**INFORMATION PROVIDED:**
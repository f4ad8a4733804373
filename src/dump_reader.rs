use anyhow::{Context, Result};
use log::debug;
use std::collections::VecDeque;
use std::fs::File;
use std::io::{self, BufRead, BufReader};
use std::path::{Path, PathBuf};

use crate::dump_file::DumpParsingError;
use crate::dump_snapshot::{DumpSnapshot, HEADER_NUM_OF_ATOMS, HEADER_TIMESTEP};
use crate::frame::{Frame, FrameSource};

/// Blank lines and `#` comments may sit between snapshots, e.g. a
/// `# t= 3600.0 s, dose : 0.25 dpa` line written by the simulation.
fn is_comment(line: &str) -> bool {
    let line = line.trim_start();
    line.is_empty() || line.starts_with('#')
}

/// Streams snapshots out of a LAMMPS text dump one at a time.
///
/// After the first parsing error the reader is exhausted: the position in
/// the stream is no longer known.
pub struct DumpReader<R> {
    lines: io::Lines<R>,
    pending: Option<(u64, usize)>,
    failed: bool,
}

impl DumpReader<BufReader<File>> {
    pub fn open(path: &Path) -> Result<Self> {
        let file = File::open(path).with_context(|| format!("Reading {}", path.display()))?;
        Ok(Self::new(BufReader::new(file)))
    }
}

impl<R: BufRead> DumpReader<R> {
    pub fn new(reader: R) -> Self {
        Self {
            lines: reader.lines(),
            pending: None,
            failed: false,
        }
    }

    fn next_line(&mut self) -> Option<Result<String, DumpParsingError>> {
        self.lines
            .next()
            .map(|line| line.map_err(DumpParsingError::IO))
    }

    fn read_header(&mut self) -> Option<Result<(u64, usize), DumpParsingError>> {
        let first = loop {
            match self.next_line()? {
                Ok(line) if is_comment(&line) => continue,
                Ok(line) => break line,
                Err(err) => return Some(Err(err)),
            }
        };
        let mut header = || -> Result<(u64, usize), DumpParsingError> {
            let step = match (first.trim() == HEADER_TIMESTEP, self.next_line().transpose()?) {
                (true, Some(line)) => line
                    .trim()
                    .parse::<u64>()
                    .map_err(|_| DumpParsingError::InvalidOrMissingTimestep)?,
                _ => return Err(DumpParsingError::InvalidOrMissingTimestep),
            };
            let atoms_count = match (self.next_line().transpose()?, self.next_line().transpose()?) {
                (Some(header), Some(line)) if header.trim() == HEADER_NUM_OF_ATOMS => line
                    .trim()
                    .parse::<usize>()
                    .map_err(|_| DumpParsingError::InvalidOrMissingNumberOfAtoms)?,
                _ => return Err(DumpParsingError::InvalidOrMissingNumberOfAtoms),
            };
            Ok((step, atoms_count))
        };
        Some(header())
    }

    fn take_header(&mut self) -> Option<Result<(u64, usize), DumpParsingError>> {
        if self.failed {
            return None;
        }
        if let Some(header) = self.pending.take() {
            return Some(Ok(header));
        }
        let header = self.read_header()?;
        self.failed = header.is_err();
        Some(header)
    }

    /// Timestep of the next snapshot without consuming it.
    pub fn peek_timestep(&mut self) -> Option<Result<u64, DumpParsingError>> {
        let header = match self.take_header()? {
            Ok(header) => header,
            Err(err) => return Some(Err(err)),
        };
        self.pending = Some(header);
        Some(Ok(header.0))
    }

    /// Skips the next snapshot without parsing its rows.
    pub fn skip_snapshot(&mut self) -> Option<Result<u64, DumpParsingError>> {
        let (step, atoms_count) = match self.take_header()? {
            Ok(header) => header,
            Err(err) => return Some(Err(err)),
        };
        // box header + 3 bounds + atoms header + rows
        for _ in 0..atoms_count + 5 {
            let err = match self.next_line() {
                Some(Ok(_)) => continue,
                Some(Err(err)) => err,
                None => DumpParsingError::InvalidOrMissingAtomRow,
            };
            self.failed = true;
            return Some(Err(err));
        }
        Some(Ok(step))
    }
}

impl<R: BufRead> Iterator for DumpReader<R> {
    type Item = Result<DumpSnapshot, DumpParsingError>;

    fn next(&mut self) -> Option<Self::Item> {
        let (step, atoms_count) = match self.take_header()? {
            Ok(header) => header,
            Err(err) => return Some(Err(err)),
        };
        let mut lines = self
            .lines
            .by_ref()
            .map(|line| line.map_err(DumpParsingError::IO));
        let snapshot = DumpSnapshot::read(&mut lines, step, atoms_count);
        self.failed = snapshot.is_err();
        Some(snapshot)
    }
}

/// Frames from a sequence of dump files, read in the given order.
///
/// A file that fails to open or parse is reported once and abandoned; the
/// trajectory continues with the next file.
pub struct DumpTrajectory {
    paths: VecDeque<PathBuf>,
    current: Option<(PathBuf, DumpReader<BufReader<File>>)>,
    species_key: String,
    frames: Option<usize>,
}

type OpenDump = (PathBuf, DumpReader<BufReader<File>>);

fn open_next<'a>(
    paths: &mut VecDeque<PathBuf>,
    current: &'a mut Option<OpenDump>,
) -> Option<Result<&'a mut OpenDump>> {
    if current.is_none() {
        let path = paths.pop_front()?;
        debug!("opening {}", path.display());
        match DumpReader::open(&path) {
            Ok(reader) => *current = Some((path, reader)),
            Err(err) => return Some(Err(err)),
        }
    }
    current.as_mut().map(Ok)
}

/// Number of snapshots in a dump, reading headers only. A file that cannot
/// be opened counts as one (unreadable) frame, as does a broken tail.
fn count_snapshots(path: &Path) -> usize {
    let Ok(mut reader) = DumpReader::open(path) else {
        return 1;
    };
    let mut count = 0;
    while let Some(skipped) = reader.skip_snapshot() {
        count += 1;
        if skipped.is_err() {
            break;
        }
    }
    count
}

impl DumpTrajectory {
    pub fn new(paths: impl IntoIterator<Item = PathBuf>, species_key: &str) -> Self {
        Self {
            paths: paths.into_iter().collect(),
            current: None,
            species_key: species_key.to_string(),
            frames: None,
        }
    }

    /// Counts the frames of every file up front so that progress can be
    /// reported as a percentage. Costs one pass over the files.
    pub fn with_frame_count(mut self) -> Self {
        let frames = self.paths.iter().map(|path| count_snapshots(path)).sum();
        debug!("{frames} frames in {} files", self.paths.len());
        self.frames = Some(frames);
        self
    }
}

impl FrameSource for DumpTrajectory {
    fn next_frame(&mut self) -> Option<Result<Frame>> {
        let Self {
            paths,
            current,
            species_key,
            ..
        } = self;
        loop {
            let (path, reader) = match open_next(paths, current)? {
                Ok(open) => open,
                Err(err) => return Some(Err(err)),
            };
            let result = match reader.next() {
                None => {
                    *current = None;
                    continue;
                }
                Some(Ok(snapshot)) => Frame::from_snapshot(&snapshot, species_key.as_str())
                    .map(|frame| frame.with_source(path.as_path()))
                    .with_context(|| format!("Timestep {} of {}", snapshot.step, path.display())),
                Some(Err(err)) => Err(err).with_context(|| format!("Parsing {}", path.display())),
            };
            return Some(result);
        }
    }

    fn skip_frame(&mut self) -> Option<Result<()>> {
        loop {
            let (path, reader) = match open_next(&mut self.paths, &mut self.current)? {
                Ok(open) => open,
                Err(err) => return Some(Err(err)),
            };
            match reader.skip_snapshot() {
                None => self.current = None,
                Some(Ok(_)) => return Some(Ok(())),
                Some(Err(err)) => {
                    return Some(Err(err).with_context(|| format!("Parsing {}", path.display())))
                }
            }
        }
    }

    fn frames_hint(&self) -> Option<usize> {
        self.frames
    }
}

**EXERCISE REQUIREMENTS:** Every line above should be transcribed exactly.

**TASK SOLUTION:**
repository f4ad8a4733804373
filename src/dump_reader.rs
use anyhow::{Context, Result};
use log::debug;
use std::collections::VecDeque;
use std::fs::File;
use std::io::{self, BufRead, BufReader};
use std::path::{Path, PathBuf};

use crate::dump_file::DumpParsingError;
use crate::dump_snapshot::{DumpSnapshot, HEADER_NUM_OF_ATOMS, HEADER_TIMESTEP};
use crate::frame::{Frame, FrameSource};

/// Blank lines and `#` comments may sit between snapshots, e.g. a
/// `# t= 3600.0 s, dose : 0.25 dpa` line written by the simulation.
fn is_comment(line: &str) -> bool {
    let line = line.trim_start();
    line.is_empty() || line.starts_with('#')
}

/// Streams snapshots out of a LAMMPS text dump one at a time.
///
/// After the first parsing error the reader is exhausted: the position in
/// the stream is no longer known.
pub struct DumpReader<R> {
    lines: io::Lines<R>,
    pending: Option<(u64, usize)>,
    failed: bool,
}

impl DumpReader<BufReader<File>> {
    pub fn open(path: &Path) -> Result<Self> {
        let file = File::open(path).with_context(|| format!("Reading {}", path.display()))?;
        Ok(Self::new(BufReader::new(file)))
    }
}

impl<R: BufRead> DumpReader<R> {
    pub fn new(reader: R) -> Self {
        Self {
            lines: reader.lines(),
            pending: None,
            failed: false,
        }
    }

    fn next_line(&mut self) -> Option<Result<String, DumpParsingError>> {
        self.lines
            .next()
            .map(|line| line.map_err(DumpParsingError::IO))
    }

    fn read_header(&mut self) -> Option<Result<(u64, usize), DumpParsingError>> {
        let first = loop {
            match self.next_line()? {
                Ok(line) if is_comment(&line) => continue,
                Ok(line) => break line,
                Err(err) => return Some(Err(err)),
            }
        };
        let mut header = || -> Result<(u64, usize), DumpParsingError> {
            let step = match (first.trim() == HEADER_TIMESTEP, self.next_line().transpose()?) {
                (true, Some(line)) => line
                    .trim()
                    .parse::<u64>()
                    .map_err(|_| DumpParsingError::InvalidOrMissingTimestep)?,
                _ => return Err(DumpParsingError::InvalidOrMissingTimestep),
            };
            let atoms_count = match (self.next_line().transpose()?, self.next_line().transpose()?) {
                (Some(header), Some(line)) if header.trim() == HEADER_NUM_OF_ATOMS => line
                    .trim()
                    .parse::<usize>()
                    .map_err(|_| DumpParsingError::InvalidOrMissingNumberOfAtoms)?,
                _ => return Err(DumpParsingError::InvalidOrMissingNumberOfAtoms),
            };
            Ok((step, atoms_count))
        };
        Some(header())
    }

    fn take_header(&mut self) -> Option<Result<(u64, usize), DumpParsingError>> {
        if self.failed {
            return None;
        }
        if let Some(header) = self.pending.take() {
            return Some(Ok(header));
        }
        let header = self.read_header()?;
        self.failed = header.is_err();
        Some(header)
    }

    /// Timestep of the next snapshot without consuming it.
    pub fn peek_timestep(&mut self) -> Option<Result<u64, DumpParsingError>> {
        let header = match self.take_header()? {
            Ok(header) => header,
            Err(err) => return Some(Err(err)),
        };
        self.pending = Some(header);
        Some(Ok(header.0))
    }

    /// Skips the next snapshot without parsing its rows.
    pub fn skip_snapshot(&mut self) -> Option<Result<u64, DumpParsingError>> {
        let (step, atoms_count) = match self.take_header()? {
            Ok(header) => header,
            Err(err) => return Some(Err(err)),
        };
        // box header + 3 bounds + atoms header + rows
        for _ in 0..atoms_count + 5 {
            let err = match self.next_line() {
                Some(Ok(_)) => continue,
                Some(Err(err)) => err,
                None => DumpParsingError::InvalidOrMissingAtomRow,
            };
            self.failed = true;
            return Some(Err(err));
        }
        Some(Ok(step))
    }
}

impl<R: BufRead> Iterator for DumpReader<R> {
    type Item = Result<DumpSnapshot, DumpParsingError>;

    fn next(&mut self) -> Option<Self::Item> {
        let (step, atoms_count) = match self.take_header()? {
            Ok(header) => header,
            Err(err) => return Some(Err(err)),
        };
        let mut lines = self
            .lines
            .by_ref()
            .map(|line| line.map_err(DumpParsingError::IO));
        let snapshot = DumpSnapshot::read(&mut lines, step, atoms_count);
        self.failed = snapshot.is_err();
        Some(snapshot)
    }
}

/// Frames from a sequence of dump files, read in the given order.
///
/// A file that fails to open or parse is reported once and abandoned; the
/// trajectory continues with the next file.
pub struct DumpTrajectory {
    paths: VecDeque<PathBuf>,
    current: Option<(PathBuf, DumpReader<BufReader<File>>)>,
    species_key: String,
    frames: Option<usize>,
}

type OpenDump = (PathBuf, DumpReader<BufReader<File>>);

fn open_next<'a>(
    paths: &mut VecDeque<PathBuf>,
    current: &'a mut Option<OpenDump>,
) -> Option<Result<&'a mut OpenDump>> {
    if current.is_none() {
        let path = paths.pop_front()?;
        debug!("opening {}", path.display());
        match DumpReader::open(&path) {
            Ok(reader) => *current = Some((path, reader)),
            Err(err) => return Some(Err(err)),
        }
    }
    current.as_mut().map(Ok)
}

/// Number of snapshots in a dump, reading headers only. A file that cannot
/// be opened counts as one (unreadable) frame, as does a broken tail.
fn count_snapshots(path: &Path) -> usize {
    let Ok(mut reader) = DumpReader::open(path) else {
        return 1;
    };
    let mut count = 0;
    while let Some(skipped) = reader.skip_snapshot() {
        count += 1;
        if skipped.is_err() {
            break;
        }
    }
    count
}

impl DumpTrajectory {
    pub fn new(paths: impl IntoIterator<Item = PathBuf>, species_key: &str) -> Self {
        Self {
            paths: paths.into_iter().collect(),
            current: None,
            species_key: species_key.to_string(),
            frames: None,
        }
    }

    /// Counts the frames of every file up front so that progress can be
    /// reported as a percentage. Costs one pass over the files.
    pub fn with_frame_count(mut self) -> Self {
        let frames = self.paths.iter().map(|path| count_snapshots(path)).sum();
        debug!("{frames} frames in {} files", self.paths.len());
        self.frames = Some(frames);
        self
    }
}

impl FrameSource for DumpTrajectory {
    fn next_frame(&mut self) -> Option<Result<Frame>> {
        let Self {
            paths,
            current,
            species_key,
            ..
        } = self;
        loop {
            let (path, reader) = match open_next(paths, current)? {
                Ok(open) => open,
                Err(err) => return Some(Err(err)),
            };
            let result = match reader.next() {
                None => {
                    *current = None;
                    continue;
                }
                Some(Ok(snapshot)) => Frame::from_snapshot(&snapshot, species_key.as_str())
                    .map(|frame| frame.with_source(path.as_path()))
                    .with_context(|| format!("Timestep {} of {}", snapshot.step, path.display())),
                Some(Err(err)) => Err(err).with_context(|| format!("Parsing {}", path.display())),
            };
            return Some(result);
        }
    }

    fn skip_frame(&mut self) -> Option<Result<()>> {
        loop {
            let (path, reader) = match open_next(&mut self.paths, &mut self.current)? {
                Ok(open) => open,
                Err(err) => return Some(Err(err)),
            };
            match reader.skip_snapshot() {
                None => self.current = None,
                Some(Ok(_)) => return Some(Ok(())),
                Some(Err(err)) => {
                    return Some(Err(err).with_context(|| format!("Parsing {}", path.display())))
                }
            }
        }
    }

    fn frames_hint(&self) -> Option<usize> {
        self.frames
    }
}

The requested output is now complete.